"Guiding USAID toward more effective food assistance for nutrition impacts, results from the Food Aid Quality Review (FAQR) field studies"
Since 2009 the Food Aid Quality Review (FAQR) has sought to provide the United States Agency for International Development’s (USAID) Office of Food for Peace (FFP) and its partners with actionable recommendations on ways to improve nutrition among vulnerable people for whom the direct distribution of food aid can make a significant impact.
As part of FAQR three field studies have been conducted to test two major recommendations to improve the nutritional effectiveness of the food: adding an animal source protein to the standard formulation of corn-soy porridge and increasing the amount of oil in the final ration. FAQR was asked to assess the effectiveness and cost-effectiveness of these recommendations in the field, producing purpose driven research to inform evidence-based policy.
This presentation will provide an overview of the three FAQR field studies in Malawi, Burkina Faso and Sierra Leone, summarize key results, and outline the potential programmatic and policy impacts of these findings.

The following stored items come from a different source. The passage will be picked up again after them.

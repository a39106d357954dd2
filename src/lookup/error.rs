use std::fmt;

use serde::{Deserialize, Serialize};

/// Which backend read path produced an error. Lets callers log read-model
/// lag quietly while still being loud about the authoritative store.
#[derive(Debug, Clone, Copy, PartialEq, Eq, Serialize, Deserialize)]
#[serde(rename_all = "snake_case")]
pub enum ReadPath {
    ReadModel,
    CaseStore,
    Profile,
}

impl fmt::Display for ReadPath {
    fn fmt(&self, f: &mut fmt::Formatter<'_>) -> fmt::Result {
        let label = match self {
            Self::ReadModel => "read-model",
            Self::CaseStore => "case-store",
            Self::Profile => "profile",
        };
        write!(f, "{}", label)
    }
}

#[derive(Debug, Clone, Copy, PartialEq, Eq, Serialize, Deserialize)]
#[serde(rename_all = "snake_case")]
pub enum LookupErrorKind {
    /// 404. Expected under eventual consistency; absorbed as "no data yet".
    NotFound,
    /// 503. The read path is down, not the record missing; callers skip to
    /// the next fallback instead of retrying immediately.
    ServiceUnavailable,
    /// 401. Never retried; the external session layer owns the redirect.
    Authentication,
    /// Other 4xx: the request itself is malformed.
    InvalidRequest,
    /// 5xx other than 503; retried inside the transport with linear backoff.
    UpstreamTransient,
    /// DNS/connect/timeout failures, tagged apart from HTTP statuses.
    Network,
    /// Body arrived but did not decode as the expected shape.
    Decode,
    Internal,
}

#[derive(Debug, Clone, Serialize, Deserialize)]
pub struct LookupError {
    pub kind: LookupErrorKind,
    pub message: String,
    pub retryable: bool,
    pub path: Option<ReadPath>,
    pub http_status: Option<u16>,
}

impl LookupError {
    pub fn new(kind: LookupErrorKind, message: impl Into<String>) -> Self {
        Self {
            kind,
            message: message.into(),
            retryable: matches!(
                kind,
                LookupErrorKind::UpstreamTransient | LookupErrorKind::Network
            ),
            path: None,
            http_status: None,
        }
    }

    pub fn with_retryable(mut self, retryable: bool) -> Self {
        self.retryable = retryable;
        self
    }

    pub fn with_path(mut self, path: ReadPath) -> Self {
        self.path = Some(path);
        self
    }

    pub fn with_http_status(mut self, status: u16) -> Self {
        self.http_status = Some(status);
        self
    }

    /// Expected, recoverable conditions of an eventually-consistent read
    /// path. The resolution chain treats these as "no record yet".
    pub fn is_absorbable(&self) -> bool {
        matches!(
            self.kind,
            LookupErrorKind::NotFound | LookupErrorKind::ServiceUnavailable
        )
    }

    pub fn is_authentication(&self) -> bool {
        self.kind == LookupErrorKind::Authentication
    }
}

impl fmt::Display for LookupError {
    fn fmt(&self, f: &mut fmt::Formatter<'_>) -> fmt::Result {
        match (self.path, self.http_status) {
            (Some(path), Some(status)) => {
                write!(f, "{} (path={}, status={})", self.message, path, status)
            }
            (Some(path), None) => write!(f, "{} (path={})", self.message, path),
            (None, Some(status)) => write!(f, "{} (status={})", self.message, status),
            (None, None) => write!(f, "{}", self.message),
        }
    }
}

impl std::error::Error for LookupError {}

pub fn not_found(message: impl Into<String>) -> LookupError {
    LookupError::new(LookupErrorKind::NotFound, message)
}

pub fn service_unavailable(message: impl Into<String>) -> LookupError {
    LookupError::new(LookupErrorKind::ServiceUnavailable, message)
}

pub fn authentication_failure(message: impl Into<String>) -> LookupError {
    LookupError::new(LookupErrorKind::Authentication, message)
}

pub fn network_failure(message: impl Into<String>) -> LookupError {
    LookupError::new(LookupErrorKind::Network, message)
}

pub fn decode_failure(message: impl Into<String>) -> LookupError {
    LookupError::new(LookupErrorKind::Decode, message)
}

pub fn internal_error(message: impl Into<String>) -> LookupError {
    LookupError::new(LookupErrorKind::Internal, message)
}

/// Maps an HTTP response status onto the lookup taxonomy. The first 240
/// characters of the body ride along for log context.
pub fn map_http_error(status: u16, path: ReadPath, body: &str) -> LookupError {
    let mut err = match status {
        401 => LookupError::new(LookupErrorKind::Authentication, "session rejected by backend"),
        404 => LookupError::new(LookupErrorKind::NotFound, "record not visible"),
        503 => LookupError::new(
            LookupErrorKind::ServiceUnavailable,
            format!("{} read path unavailable", path),
        ),
        other if (400..500).contains(&other) => LookupError::new(
            LookupErrorKind::InvalidRequest,
            format!("backend rejected request with status {}", other),
        ),
        other => LookupError::new(
            LookupErrorKind::UpstreamTransient,
            format!("backend returned status {}", other),
        ),
    };

    err = err.with_path(path).with_http_status(status);

    let excerpt: String = body.chars().take(240).collect();
    if !excerpt.is_empty() {
        err.message = format!("{}: {}", err.message, excerpt);
    }

    err
}
//! Wire models for the case and profile services.
//!
//! The backends disagree on field spelling between API generations, so the
//! serde aliases accept every variant the dashboard has been observed to
//! receive. All models are read-only here: the core fetches and filters,
//! it never writes case records.

use serde::{Deserialize, Serialize};
use serde_json::Value;

/// A case as either read path returns it. `status` is a free-form backend
/// string and is only ever compared case-insensitively.
#[derive(Debug, Clone, Default, PartialEq, Serialize, Deserialize)]
#[serde(rename_all = "camelCase", default)]
pub struct CaseRecord {
    #[serde(alias = "id")]
    pub case_id: String,
    #[serde(rename = "type", alias = "caseType")]
    pub case_type: Option<String>,
    pub status: Option<String>,
    pub partner_id: Option<String>,
    pub applicant_first_name: Option<String>,
    #[serde(alias = "applicantSurname")]
    pub applicant_last_name: Option<String>,
    pub applicant_email: Option<String>,
    pub country: Option<String>,
    pub applicant_country: Option<String>,
    /// Opaque blob. Some backends send it as an object, some as a
    /// JSON-encoded string; the projection layer copes with both.
    #[serde(alias = "metadataJson")]
    pub metadata: Option<Value>,
    pub progress_percentage: Option<f64>,
    pub risk_level: Option<String>,
    pub risk_score: Option<f64>,
    pub created_at: Option<String>,
    pub updated_at: Option<String>,
    pub assigned_to: Option<String>,
    pub assigned_to_name: Option<String>,
    pub assigned_at: Option<String>,
}

/// Paginated listing envelope shared by both read paths.
#[derive(Debug, Clone, Default, Serialize, Deserialize)]
#[serde(rename_all = "camelCase", default)]
pub struct CasePage {
    pub items: Vec<CaseRecord>,
    pub total_count: Option<u64>,
}

#[derive(Debug, Clone, Default, PartialEq, Serialize, Deserialize)]
#[serde(rename_all = "camelCase", default)]
pub struct UserProfile {
    #[serde(alias = "userId")]
    pub id: String,
    pub email: Option<String>,
    pub first_name: Option<String>,
    pub last_name: Option<String>,
}

impl UserProfile {
    /// Presentable name: trimmed first+last, else the email, else empty.
    pub fn display_name(&self) -> String {
        let first = self.first_name.as_deref().unwrap_or("").trim();
        let last = self.last_name.as_deref().unwrap_or("").trim();
        let joined = [first, last]
            .iter()
            .filter(|part| !part.is_empty())
            .copied()
            .collect::<Vec<_>>()
            .join(" ");
        if !joined.is_empty() {
            return joined;
        }
        self.email.as_deref().unwrap_or("").trim().to_string()
    }
}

Bea Rogers, Co-Principal Investigator
Dr. Rogers is Professor of Economics and Food Policy and Director of the Food and Nutrition Policy and Programs at the Friedman School of Nutrition Science and Policy, where she has been on the faculty since 1982. Prof. Rogers has over 30 years of experience promoting evidence-based policy and programs related to food security, food consumption, and nutrition in the developing world. She has been responsible for the design and implementation of national household income, expenditure, and consumption surveys in several countries, and has conducted many smaller scale surveys of household economic and consumption behaviors looking at the determinants of intra-household resource allocation and the effects of food price subsidies and agricultural policies on food consumption and nutrition. She has worked on estimating cost- effectiveness in food assistance programs in Ethiopia and Malawi. She recently served as PI of a study that focuses on how the effects of food aid programs can be made sustainable after the programs are closed (a 4 year, 4-country study). In addition to her work on the Food Aid Quality Review, she is working on a project to improve dietary data collection methods and promote the use of such data in policy-making.
Ilana Cliffer, FAQR Burkina Faso Field Research Director
Ilana is a PhD Student in Food and Nutrition Policy and Programs at the Friedman School. She holds a MPH in Global Health from Emory University, and a B.S. in Neuroscience from the College of William and Mary. She was a Peace Corps Volunteer in Burkina Faso from 2008-2010, and has previously worked for CARE, the CDC, and the Carter Center.